▶ [ASSIGNMENT] For the word "tokio", search the records and show each line in which it occurs.

━━━ DATASET ENTRIES ━━━

//! End-to-end tests driving several in-process `LeaseNode`s over real
//! loopback TCP. All scenarios live in one `#[tokio::test]` function
//! because every node binds a fixed port from the compiled-in peer table
//! (`PEER_TABLE`): running them as separate tests would race to bind the
//! same ports.

use std::time::Duration;

use paxoslease::LeaseNode;

const FAST_CONFIG: &str = r#"
    period_len_ms = 15
    lease_len = 5
    refresh_len = 2
    peer_timeout_ms = 100
    retry_cnt = 0
"#;

async fn spawn_cluster(n: u8) -> Vec<LeaseNode> {
    let mut nodes = Vec::with_capacity(n as usize);
    for id in 0..n {
        let node = LeaseNode::new_and_setup(id, n, Some(FAST_CONFIG))
            .await
            .expect("node should start");
        nodes.push(node);
    }
    nodes
}

fn master_count(nodes: &[LeaseNode]) -> usize {
    nodes.iter().filter(|n| n.handle().check_master()).count()
}

fn master_index(nodes: &[LeaseNode]) -> Option<usize> {
    nodes.iter().position(|n| n.handle().check_master())
}

#[tokio::test]
async fn full_cluster_lifecycle() {
    let _ = env_logger::builder().is_test(true).try_init();

    let mut nodes = spawn_cluster(5).await;

    // scenario 1: cold start -- within a handful of periods exactly one
    // node should have won the majority and become master
    tokio::time::sleep(Duration::from_millis(400)).await;
    assert_eq!(
        master_count(&nodes),
        1,
        "expected exactly one master after cold start"
    );
    let first_master = master_index(&nodes).unwrap();

    // scenario 2: renewal -- under a stable, fully-reachable cluster the
    // master should keep renewing rather than losing and re-acquiring
    for _ in 0..4 {
        tokio::time::sleep(Duration::from_millis(150)).await;
        assert_eq!(master_count(&nodes), 1, "master should stay stable");
        assert_eq!(
            master_index(&nodes),
            Some(first_master),
            "stable majority should not hand off mastership"
        );
    }

    // scenario 3: master crash -- stop the master's ticker and listener
    // (standing in for a process crash) and expect a survivor to take over
    // within a bounded number of periods
    nodes[first_master].shutdown().await;

    tokio::time::sleep(Duration::from_millis(500)).await;
    let survivors: Vec<&LeaseNode> = nodes
        .iter()
        .enumerate()
        .filter(|(i, _)| *i != first_master)
        .map(|(_, n)| n)
        .collect();
    let survivor_masters = survivors
        .iter()
        .filter(|n| n.handle().check_master())
        .count();
    assert_eq!(
        survivor_masters, 1,
        "exactly one survivor should take over mastership after the old master crashes"
    );

    for n in nodes.iter_mut() {
        n.shutdown().await;
    }
}

#[tokio::test]
async fn check_master_is_false_before_any_tick_fires() {
    // a node that has not yet had a chance to tick should never claim
    // mastership -- CheckMaster is a pure local read, not a round-trip
    let mut node = LeaseNode::new_and_setup(6, 7, Some(FAST_CONFIG))
        .await
        .expect("node should start");
    assert!(!node.handle().check_master());
    node.shutdown().await;
}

━━━

▶ [TASK ANSWER]
//! loopback TCP. All scenarios live in one `#[tokio::test]` function
#[tokio::test]
    tokio::time::sleep(Duration::from_millis(400)).await;
        tokio::time::sleep(Duration::from_millis(150)).await;
    tokio::time::sleep(Duration::from_millis(500)).await;
#[tokio::test]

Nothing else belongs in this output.